Banks have been facing increasing pressure from shareholders and activists to bring executive compensation in line by factoring in so-called “vertical metrics”—comparisons of what average or median employees at the same company earn—so industry-watchers are pleased to see signs of change.
But it may seem surprising to some that the bank adopted this new approach during 2013—and then awarded CEO Gordon Nixon a record $12.7 million in compensation.
RBC won’t say how the vertical ratios are being used, so it’s hard to gauge their actual effect. Still, shareholders who’ve pushed for companies to close the pay gap between CEOs and employees are calling this a positive first step.
Robert Walker, vice-president of ethical funds and ESG Services at NEI Investments, says banks are recognizing the need for fair compensation.

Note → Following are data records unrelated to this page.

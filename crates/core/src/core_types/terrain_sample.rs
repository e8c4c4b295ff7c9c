//! Static per-cell terrain attributes
//!
//! One sample per grid position, read from the five co-registered raster
//! layers produced by the terrain loader. Samples are immutable after load;
//! the dynamic combustion state lives in [`crate::core_types::Cell`].

use serde::{Deserialize, Serialize};

/// Static physical attributes of one grid position.
///
/// Units follow the LANDFIRE-style landscape layers the loader produces:
/// elevation in meters, slope and aspect in degrees, fuel in fuel-model
/// units (0 = incombustible), canopy cover as a 0-1 fraction.
#[derive(Debug, Clone, Copy, PartialEq, Serialize, Deserialize)]
pub struct TerrainSample {
    /// Elevation above sea level (m)
    pub elevation: f32,
    /// Terrain slope angle (degrees)
    pub slope: f32,
    /// Slope aspect (degrees, 0 = North, clockwise)
    pub aspect: f32,
    /// Fuel load in fuel-model units; 0 means the cell can never burn
    pub fuel: f32,
    /// Canopy cover fraction (0-1)
    pub canopy_cover: f32,
}

impl TerrainSample {
    /// Whether this position carries enough fuel to sustain combustion.
    #[inline]
    pub fn is_combustible(&self) -> bool {
        self.fuel > 0.0
    }
}

impl Default for TerrainSample {
    fn default() -> Self {
        TerrainSample {
            elevation: 0.0,
            slope: 0.0,
            aspect: 0.0,
            fuel: 0.0,
            canopy_cover: 0.0,
        }
    }
}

“It’s good to see they’re taking this seriously,” Walker told me after the new practice was disclosed in RBC’s latest proxy circular to shareholders. Institutional Shareholder Services, meanwhile, called it “a ground-breaking first step in the Canadian executive compensation landscape.”
NEI filed shareholder resolutions last year with five of the largest Canadian banks calling for them to consider vertical ratios and assess the risks of horizontal benchmarking —setting salaries by comparing what CEOs at rival banks are paid, a practice that some shareholders argue has led to skyrocketing compensation packages. (All the banks paid their CEOs in excess of $10 million in 2012.)

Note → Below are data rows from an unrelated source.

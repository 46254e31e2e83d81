use clap::Parser;
use hitcount_server::server::{serve_metrics, HitsServer};
use hitcount_server::{store, Api, Config, CorsPolicy, CounterService};
use std::net::SocketAddr;
use tokio::net::TcpListener;
use tokio::sync::watch;
use tracing::{error, info};
use tracing_subscriber::filter::LevelFilter;
use tracing_subscriber::{EnvFilter, FmtSubscriber};

#[derive(Parser, Debug)]
#[command(name = "hitcount-server", version, about = "Page-view counter API")]
struct Args {
    /// YAML configuration file
    #[arg(short, long, env = "HITCOUNT_CONFIG")]
    config: Option<String>,
    /// Listen port, overrides `listen.port`
    #[arg(short, long, env = "HITCOUNT_PORT")]
    port: Option<u16>,
    /// Redis URL; selects the Redis store
    #[arg(long, env = "HITCOUNT_REDIS_URL")]
    redis_url: Option<String>,
    #[arg(short, long)]
    verbose: bool,
}

fn main() -> anyhow::Result<()> {
    let args = Args::parse();

    let level = if args.verbose {
        LevelFilter::DEBUG
    } else {
        LevelFilter::INFO
    };
    let filter = EnvFilter::builder()
        .with_default_directive(level.into())
        .from_env_lossy();
    let subscriber = FmtSubscriber::builder().with_env_filter(filter).finish();
    tracing::subscriber::set_global_default(subscriber).ok();

    let mut config = match args.config {
        Some(ref path) => Config::from_file(path)?,
        None => Config::default(),
    };
    if let Some(port) = args.port {
        config.listen.port = port;
    }
    if let Some(url) = args.redis_url {
        config.use_redis(url);
    }
    config.validate()?;

    let runtime = tokio::runtime::Builder::new_multi_thread()
        .worker_threads(config.listen.worker_threads())
        .enable_all()
        .build()?;

    info!(
        "Starting hitcount on port {} with {} store",
        config.listen.port,
        config.store.backend.as_str()
    );
    let store = store::open(&config.store)?;

    runtime.block_on(run(config, store))
}

async fn run(config: Config, store: std::sync::Arc<dyn store::CounterStore>) -> anyhow::Result<()> {
    let api = Api::new(
        CounterService::new(store),
        CorsPolicy::from_config(&config.cors),
    )?;
    let addr: SocketAddr = format!("{}:{}", config.listen.host, config.listen.port).parse()?;
    let server = HitsServer::bind(addr, api).await?;

    let (shutdown_tx, shutdown_rx) = watch::channel(false);
    let shutdown = |mut rx: watch::Receiver<bool>| async move {
        let _ = rx.wait_for(|stop| *stop).await;
    };

    let metrics_task = if config.metrics.enabled {
        let metrics_addr: SocketAddr =
            format!("{}:{}", config.listen.host, config.metrics.port).parse()?;
        let listener = TcpListener::bind(metrics_addr).await?;
        let rx = shutdown_rx.clone();
        Some(tokio::spawn(serve_metrics(listener, shutdown(rx))))
    } else {
        None
    };

    tokio::spawn(async move {
        match tokio::signal::ctrl_c().await {
            Ok(()) => {
                info!("Received ctrl-c");
                let _ = shutdown_tx.send(true);
            }
            Err(e) => {
                error!("Unable to listen for ctrl-c: {}", e);
                // keep the sender alive so the servers are not stopped
                std::future::pending::<()>().await;
            }
        }
    });

    if let Err(e) = server.run_until(shutdown(shutdown_rx)).await {
        error!("Server error: {}", e);
        return Err(anyhow::anyhow!(e));
    }

    if let Some(task) = metrics_task {
        if let Ok(Err(e)) = task.await {
            error!("Metrics server error: {}", e);
        }
    }
    Ok(())
}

NEI withdrew its resolutions after the banks agreed to commission an independent study on the issue, the results of which were published in December. The study, conducted by Meridian Compensation Partners, concluded that horizontal benchmarking was acceptable, but suggested that vertical metrics “can provide additional context to assist decision-making.”
“RBC has taken a first step on vertical metrics, voluntarily, and I think it deserves a lot of credit for taking the lead,” said Walker, though he adds that NEI plans to continue discussing the issue of compensation with the bank to push for more disclosure about how vertical metrics are being used.

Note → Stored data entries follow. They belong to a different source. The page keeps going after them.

//! HTTP façade over the counter service.
//!
//! | Method | Path                      | Body               |
//! |--------|---------------------------|--------------------|
//! | GET    | `/statistics`             | `{"hits": <int>}`  |
//! | GET    | `/statistics/{slug}`      | `{"hits": <int>}`  |
//! | POST   | `/statistics/{slug}/hits` | `{"hits": <int>}`  |
//! | GET    | `/health`                 | `{"status": ...}`  |
//!
//! Every response is JSON and carries the CORS header chosen by [`CorsPolicy`].
//! Failures below this layer become a fixed `{"error": "Internal error"}` body.

use crate::cors::CorsPolicy;
use crate::metrics::METRICS;
use crate::service::{CounterService, ServiceError};
use bytes::Bytes;
use http_body_util::Full;
use hyper::header::{
    HeaderValue, ACCESS_CONTROL_ALLOW_HEADERS, ACCESS_CONTROL_ALLOW_METHODS,
    ACCESS_CONTROL_ALLOW_ORIGIN, ALLOW, CONTENT_TYPE, ORIGIN,
};
use hyper::{Method, Request, Response, StatusCode};
use serde::{Deserialize, Serialize};
use std::time::Instant;
use tracing::{debug, error};

const INTERNAL_ERROR: &str = "Internal error";
const INVALID_ARGUMENT: &str = "Invalid argument";

/// Body of every counter response.
#[derive(Debug, Clone, Copy, PartialEq, Eq, Serialize, Deserialize)]
pub struct HitsResponse {
    pub hits: u64,
}

#[derive(Debug, Clone, PartialEq, Eq, Serialize, Deserialize)]
pub struct ErrorResponse {
    pub error: String,
}

#[derive(Debug, Clone, PartialEq, Eq, Serialize, Deserialize)]
pub struct HealthResponse {
    pub status: String,
    pub store: String,
}

#[derive(Debug, Clone, Copy, PartialEq, Eq)]
enum Route {
    Health,
    Total,
    Article,
    ArticleHits,
}

const PREFLIGHT_METHODS: &str = "GET, POST, OPTIONS";

impl Route {
    fn allowed_methods(self) -> &'static str {
        match self {
            Route::Health => "GET",
            Route::Total | Route::Article => "GET, OPTIONS",
            Route::ArticleHits => "POST, OPTIONS",
        }
    }
}

pub struct Api {
    service: CounterService,
    cors: CorsPolicy,
    router: matchit::Router<Route>,
}

impl Api {
    pub fn new(service: CounterService, cors: CorsPolicy) -> Result<Self, matchit::InsertError> {
        let mut router = matchit::Router::new();
        router.insert("/health", Route::Health)?;
        router.insert("/statistics", Route::Total)?;
        router.insert("/statistics/{slug}", Route::Article)?;
        router.insert("/statistics/{slug}/hits", Route::ArticleHits)?;

        Ok(Self {
            service,
            cors,
            router,
        })
    }

    /// Handle one request. The request body is never read.
    pub async fn handle<B>(&self, req: Request<B>) -> Response<Full<Bytes>> {
        let started = Instant::now();
        debug!("{} {}", req.method(), req.uri());

        let allow_origin = self
            .cors
            .allow_origin(req.headers().get(ORIGIN).and_then(|v| v.to_str().ok()));

        let (label, mut response) = self.dispatch(req.method(), req.uri().path()).await;

        if let Some(origin) = allow_origin {
            response
                .headers_mut()
                .insert(ACCESS_CONTROL_ALLOW_ORIGIN, origin);
        }

        METRICS.record_request(label, response.status().as_u16(), started.elapsed());
        response
    }

    async fn dispatch(&self, method: &Method, path: &str) -> (&'static str, Response<Full<Bytes>>) {
        let matched = match self.router.at(path) {
            Ok(matched) => matched,
            Err(_) => {
                return (
                    "not_found",
                    error_response(StatusCode::NOT_FOUND, "Not found"),
                )
            }
        };
        let route = *matched.value;
        let raw_slug = matched.params.get("slug");

        if *method == Method::OPTIONS && route != Route::Health {
            return ("preflight", preflight_response());
        }

        match (route, method) {
            (Route::Health, &Method::GET) => ("health", self.health()),
            (Route::Total, &Method::GET) => {
                let result = self.service.total_hits().await;
                ("read_total", hits_or_error("read_total", result))
            }
            (Route::Article, &Method::GET) => {
                let result = match decode_slug(raw_slug) {
                    Ok(slug) => self.service.article_hits(&slug).await,
                    Err(e) => Err(e),
                };
                ("read_article", hits_or_error("read_article", result))
            }
            (Route::ArticleHits, &Method::POST) => {
                let result = match decode_slug(raw_slug) {
                    Ok(slug) => self.service.record_hit(&slug).await,
                    Err(e) => Err(e),
                };
                ("record_hit", hits_or_error("record_hit", result))
            }
            (route, _) => {
                let mut response =
                    error_response(StatusCode::METHOD_NOT_ALLOWED, "Method not allowed");
                response.headers_mut().insert(
                    ALLOW,
                    HeaderValue::from_static(route.allowed_methods()),
                );
                ("method_not_allowed", response)
            }
        }
    }

    fn health(&self) -> Response<Full<Bytes>> {
        json_response(
            StatusCode::OK,
            &HealthResponse {
                status: "healthy".to_string(),
                store: self.service.store_name().to_string(),
            },
        )
    }
}

fn decode_slug(raw: Option<&str>) -> Result<String, ServiceError> {
    let raw = raw.ok_or_else(|| ServiceError::InvalidArgument("slug not provided".to_string()))?;
    urlencoding::decode(raw)
        .map(|slug| slug.into_owned())
        .map_err(|e| ServiceError::InvalidArgument(format!("slug is not valid UTF-8: {e}")))
}

fn hits_or_error(operation: &str, result: Result<u64, ServiceError>) -> Response<Full<Bytes>> {
    match result {
        Ok(hits) => json_response(StatusCode::OK, &HitsResponse { hits }),
        Err(ServiceError::InvalidArgument(reason)) => {
            debug!("{} rejected: {}", operation, reason);
            error_response(StatusCode::BAD_REQUEST, INVALID_ARGUMENT)
        }
        Err(ServiceError::DependencyFailure(e)) => {
            error!("{} failed: {}", operation, e);
            METRICS.record_store_error(operation);
            error_response(StatusCode::INTERNAL_SERVER_ERROR, INTERNAL_ERROR)
        }
    }
}

fn error_response(status: StatusCode, message: &str) -> Response<Full<Bytes>> {
    json_response(
        status,
        &ErrorResponse {
            error: message.to_string(),
        },
    )
}

fn preflight_response() -> Response<Full<Bytes>> {
    let mut response = Response::new(Full::new(Bytes::new()));
    *response.status_mut() = StatusCode::NO_CONTENT;
    let headers = response.headers_mut();
    headers.insert(CONTENT_TYPE, HeaderValue::from_static("application/json"));
    headers.insert(
        ACCESS_CONTROL_ALLOW_METHODS,
        HeaderValue::from_static(PREFLIGHT_METHODS),
    );
    headers.insert(
        ACCESS_CONTROL_ALLOW_HEADERS,
        HeaderValue::from_static("Content-Type"),
    );
    response
}

fn json_response<T: Serialize>(status: StatusCode, body: &T) -> Response<Full<Bytes>> {
    let (status, bytes) = match serde_json::to_vec(body) {
        Ok(bytes) => (status, Bytes::from(bytes)),
        Err(e) => {
            error!("Failed to serialize response body: {}", e);
            (
                StatusCode::INTERNAL_SERVER_ERROR,
                Bytes::from_static(br#"{"error":"Internal error"}"#),
            )
        }
    };
    let mut response = Response::new(Full::new(bytes));
    *response.status_mut() = status;
    response
        .headers_mut()
        .insert(CONTENT_TYPE, HeaderValue::from_static("application/json"));
    response
}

Vertical metrics don’t necessarily offer a complete answer to the executive compensation conundrum, according to the Meridian report. Companies that have tried limiting CEO-to-worker pay ratios include Ben and Jerry’s, Whole Foods and furniture manufacturer Herman Miller. The ratios they targeted ranged from 7:1 to 20:1, but all of them ended up revising their numbers upward after competitors tried luring executives with the promise of more money. But Walker says horizontal benchmarking poses significant risks, and can lead to problems like low employee morale and income inequality, which the Meridian report on compensation didn’t address. (One recent report on compensation at Canadian banks calculated the CEO-to-employee ratio at roughly 135:1 in 2012.)
“This is a start,” Walker said. “We’ll be watching to see how it puts the brakes on compensation.”